Users and connections is meaningless in HTTP. Requests per second
flowing over those connections is what counts.

The proxy might have all 4000 links idle (low CPU; zero bandwidth; zero
disk I/O), be downloading video (or .iso) images simultaneously (low
CPU; maxed out bandwidth; high disk I/O), or parsing and processing
header-only requests (100% CPU; moderate or low bandwidth; no disk I/O).

NP: 3.2 uses HTTP/1.1. A lot of the protocol performance features in
HTTP/1.1 are done by removing object bodies and reducing the
transactions to header-only requests and responses.

> HW configuration: Dual core E8500_at_3.16GHz CPU, 4GB RAM, 2x SATA 7k2
> Raid Edition disks in SW RAID1 for squid cache (disk performance
> seems isn't problem, IOWAIT is small), gigabit ethernet cards to
> internet (~800 Mbps line) and to LAN.
> It is squid-3.2.3.20121106.r11695-1.fc14.i686 on Fedora 14 i686
> (I test it with some older squid 3.1 version and same configuration
> too, but results were same, or rather worse)
>
> It this CPU load normal, or can be there done some performance
> tunnning for it?

In order of likelyhood:

Experiment #1 is remove that SW RAID and test again.
Sure iowait is not bad (um, to *master* disk it is same as accessing
without RAID at all), however iowait is only half the story with SW
RAID. Being SW every I/O op sucks away some ... CPU. Disk I/O CPU
loading in particular can be doubled depending on the implementations
buffering efficiency.
  If you need RAID at all use HW RAID instead of SW. The only benefit
you get from RAID under Squid is some advance notice of disks failing
before the proxy crashes (or starts TCP_SWAPFAIL_MISS'ing - but UFS
cache type still crashes so maybe you do need RAID).
  By using SW RAID in particular you are taking CPU cycles away from
Squid, which would otherwise be using them to process a higher req/sec
peak capacity.

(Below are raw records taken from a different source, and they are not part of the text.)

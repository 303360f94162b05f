//! Request descriptions for the Retailer API.
//!
//! This module provides the [`ApiRequest`] type and its builder. A request
//! names a path relative to the configured endpoint; the executor resolves the
//! final URL, adds authentication and encodes the body.

use std::fmt;

use crate::model::Model;

/// HTTP methods used by the Retailer API.
#[derive(Clone, Copy, Debug, PartialEq, Eq)]
pub enum HttpMethod {
    /// HTTP GET method for retrieving resources.
    Get,
    /// HTTP POST method for creating resources.
    Post,
    /// HTTP PUT method for replacing resources.
    Put,
    /// HTTP PATCH method for partial updates.
    Patch,
    /// HTTP DELETE method for removing resources.
    Delete,
    /// HTTP HEAD method, used for header-only lookups.
    Head,
}

impl HttpMethod {
    pub(crate) fn as_reqwest(self) -> reqwest::Method {
        match self {
            Self::Get => reqwest::Method::GET,
            Self::Post => reqwest::Method::POST,
            Self::Put => reqwest::Method::PUT,
            Self::Patch => reqwest::Method::PATCH,
            Self::Delete => reqwest::Method::DELETE,
            Self::Head => reqwest::Method::HEAD,
        }
    }
}

impl fmt::Display for HttpMethod {
    fn fmt(&self, f: &mut fmt::Formatter<'_>) -> fmt::Result {
        match self {
            Self::Get => write!(f, "GET"),
            Self::Post => write!(f, "POST"),
            Self::Put => write!(f, "PUT"),
            Self::Patch => write!(f, "PATCH"),
            Self::Delete => write!(f, "DELETE"),
            Self::Head => write!(f, "HEAD"),
        }
    }
}

/// The body of a request.
#[derive(Clone, Debug, PartialEq)]
pub enum RequestBody {
    /// A model, flattened without empty fields and sent as JSON.
    Model(Model),
    /// Bytes sent unchanged.
    Raw(Vec<u8>),
}

/// One part of a multipart body.
#[derive(Clone, Debug, PartialEq, Eq)]
pub enum MultipartValue {
    /// A text field.
    Text(String),
    /// A file upload.
    File {
        /// File contents.
        bytes: Vec<u8>,
        /// File name reported to the server.
        file_name: String,
        /// MIME type, if known.
        mime: Option<String>,
    },
}

impl From<&str> for MultipartValue {
    fn from(value: &str) -> Self {
        Self::Text(value.to_string())
    }
}

impl From<String> for MultipartValue {
    fn from(value: String) -> Self {
        Self::Text(value)
    }
}

/// Parameter list that keeps absent values until the request is sent.
pub type Params<T> = Vec<(String, Option<T>)>;

/// A request against a Retailer API endpoint.
///
/// Use [`ApiRequest::builder`] to construct requests.
///
/// # Example
///
/// ```rust
/// use bol_retailer::clients::{ApiRequest, HttpMethod};
///
/// let request = ApiRequest::builder(HttpMethod::Get, "retailer/orders")
///     .query("page", Some(1))
///     .query("fulfilment-method", None::<String>)
///     .produces("application/vnd.retailer.v10+json")
///     .build();
///
/// assert_eq!(request.path, "retailer/orders");
/// assert_eq!(request.query_pairs(), vec![("page", "1")]);
/// ```
#[derive(Clone, Debug, PartialEq)]
pub struct ApiRequest {
    /// The HTTP method.
    pub method: HttpMethod,
    /// Path relative to the configured endpoint, without a leading slash.
    pub path: String,
    /// Media type for the `Accept` header; defaults to the API version media type.
    pub produces: Option<String>,
    /// Media type for the `Content-Type` of a model body; defaults to the API version media type.
    pub consumes: Option<String>,
    /// The request body.
    pub body: Option<RequestBody>,
    /// Query parameters; absent values are dropped.
    pub query: Params<String>,
    /// Form parameters; absent values are dropped.
    pub form_params: Params<String>,
    /// Multipart parts; absent values are dropped.
    pub multipart: Params<MultipartValue>,
    /// Response headers copied into fields of the decoded model.
    pub response_headers: Vec<(String, String)>,
}

impl ApiRequest {
    /// Creates a new builder for the given method and path.
    #[must_use]
    pub fn builder(method: HttpMethod, path: impl Into<String>) -> ApiRequestBuilder {
        ApiRequestBuilder::new(method, path)
    }

    /// Returns the query parameters that carry a value.
    #[must_use]
    pub fn query_pairs(&self) -> Vec<(&str, &str)> {
        present(&self.query)
            .map(|(name, value)| (name, value.as_str()))
            .collect()
    }

    /// Returns the form parameters that carry a value.
    #[must_use]
    pub fn form_pairs(&self) -> Vec<(&str, &str)> {
        present(&self.form_params)
            .map(|(name, value)| (name, value.as_str()))
            .collect()
    }

    /// Returns the multipart parts that carry a value.
    #[must_use]
    pub fn multipart_parts(&self) -> Vec<(&str, &MultipartValue)> {
        present(&self.multipart).collect()
    }
}

fn present<T>(params: &Params<T>) -> impl Iterator<Item = (&str, &T)> {
    params
        .iter()
        .filter_map(|(name, value)| value.as_ref().map(|value| (name.as_str(), value)))
}

/// Builder for [`ApiRequest`].
#[derive(Debug)]
pub struct ApiRequestBuilder {
    request: ApiRequest,
}

impl ApiRequestBuilder {
    fn new(method: HttpMethod, path: impl Into<String>) -> Self {
        Self {
            request: ApiRequest {
                method,
                path: path.into().trim_start_matches('/').to_string(),
                produces: None,
                consumes: None,
                body: None,
                query: Vec::new(),
                form_params: Vec::new(),
                multipart: Vec::new(),
                response_headers: Vec::new(),
            },
        }
    }

    /// Sets the `Accept` media type.
    #[must_use]
    pub fn produces(mut self, media_type: impl Into<String>) -> Self {
        self.request.produces = Some(media_type.into());
        self
    }

    /// Sets the `Content-Type` media type for model bodies.
    #[must_use]
    pub fn consumes(mut self, media_type: impl Into<String>) -> Self {
        self.request.consumes = Some(media_type.into());
        self
    }

    /// Sets a model body.
    #[must_use]
    pub fn model_body(mut self, model: Model) -> Self {
        self.request.body = Some(RequestBody::Model(model));
        self
    }

    /// Sets a raw body, sent unchanged.
    #[must_use]
    pub fn raw_body(mut self, body: impl Into<Vec<u8>>) -> Self {
        self.request.body = Some(RequestBody::Raw(body.into()));
        self
    }

    /// Adds a query parameter; `None` values are not sent.
    #[must_use]
    pub fn query<V: ToString>(mut self, name: impl Into<String>, value: Option<V>) -> Self {
        self.request
            .query
            .push((name.into(), value.map(|value| value.to_string())));
        self
    }

    /// Adds a form parameter; `None` values are not sent.
    #[must_use]
    pub fn form_param<V: ToString>(mut self, name: impl Into<String>, value: Option<V>) -> Self {
        self.request
            .form_params
            .push((name.into(), value.map(|value| value.to_string())));
        self
    }

    /// Adds a multipart part; `None` values are not sent.
    #[must_use]
    pub fn multipart(
        mut self,
        name: impl Into<String>,
        value: Option<impl Into<MultipartValue>>,
    ) -> Self {
        self.request
            .multipart
            .push((name.into(), value.map(Into::into)));
        self
    }

    /// Copies the value of a response header into a field of the decoded model.
    #[must_use]
    pub fn response_header(mut self, header: impl Into<String>, field: impl Into<String>) -> Self {
        self.request
            .response_headers
            .push((header.into(), field.into()));
        self
    }

    /// Builds the [`ApiRequest`].
    #[must_use]
    pub fn build(self) -> ApiRequest {
        self.request
    }
}
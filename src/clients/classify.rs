//! Mapping of error responses to [`Error`] kinds.

use serde_json::Value;

use crate::clients::errors::{
    Error, Problem, RateLimitError, ResponseError, ServerError, UnauthorizedError,
};
use crate::clients::http_response::HttpResponse;

/// Status codes reported as [`ServerError`].
pub const SERVER_ERROR_CODES: [u16; 5] = [500, 502, 503, 504, 507];

/// Classifies a response into an error, or `None` if it should be decoded.
///
/// 2xx and 404 responses pass through; whether a 404 is acceptable is decided
/// by the response-type directory of the request.
#[must_use]
pub fn classify(response: &HttpResponse) -> Option<Error> {
    let code = response.code;
    if code < 400 || code == 404 {
        return None;
    }

    let body = serde_json::from_str::<Value>(&response.body).ok();
    let message = error_message(response, body.as_ref());

    let error = match code {
        401 => UnauthorizedError::new(code, message).into(),
        429 => RateLimitError {
            status: code,
            message,
            retry_after: response.retry_after(),
        }
        .into(),
        _ if SERVER_ERROR_CODES.contains(&code) => ServerError {
            status: code,
            message,
        }
        .into(),
        _ => ResponseError {
            status: code,
            message,
            problem: body.and_then(|body| problem(&body)),
        }
        .into(),
    };

    Some(error)
}

/// Picks the message from `detail`, then `error_description`, then the status line.
fn error_message(response: &HttpResponse, body: Option<&Value>) -> String {
    let field = |name: &str| {
        body.and_then(|body| body.get(name))
            .and_then(Value::as_str)
            .map(str::to_string)
    };

    field("detail")
        .or_else(|| field("error_description"))
        .unwrap_or_else(|| {
            format!("{} {}", response.code, response.reason_phrase())
                .trim_end()
                .to_string()
        })
}

fn problem(body: &Value) -> Option<Problem> {
    let problem: Problem = serde_json::from_value(body.clone()).ok()?;
    if problem == Problem::default() {
        None
    } else {
        Some(problem)
    }
}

If your peak traffic is low req/sec this is not a
problem, but for several thousand users I expect your peak capacity
needs are high.
  Choice is yours, but I seriously advise moving away from SW RAID.

Experiment #2 is to set "memory_pools on".
Up to 90% of malloc/free calls are for very short strings and small
objects. Squid can save on a lot of system allocator cycles and shrink
the overall system RAM requirements a little bit by allocating these in
batches/blocks/pools. This will help speed up req/sec capacity in the
traffic which consists of mostly HTTP headers.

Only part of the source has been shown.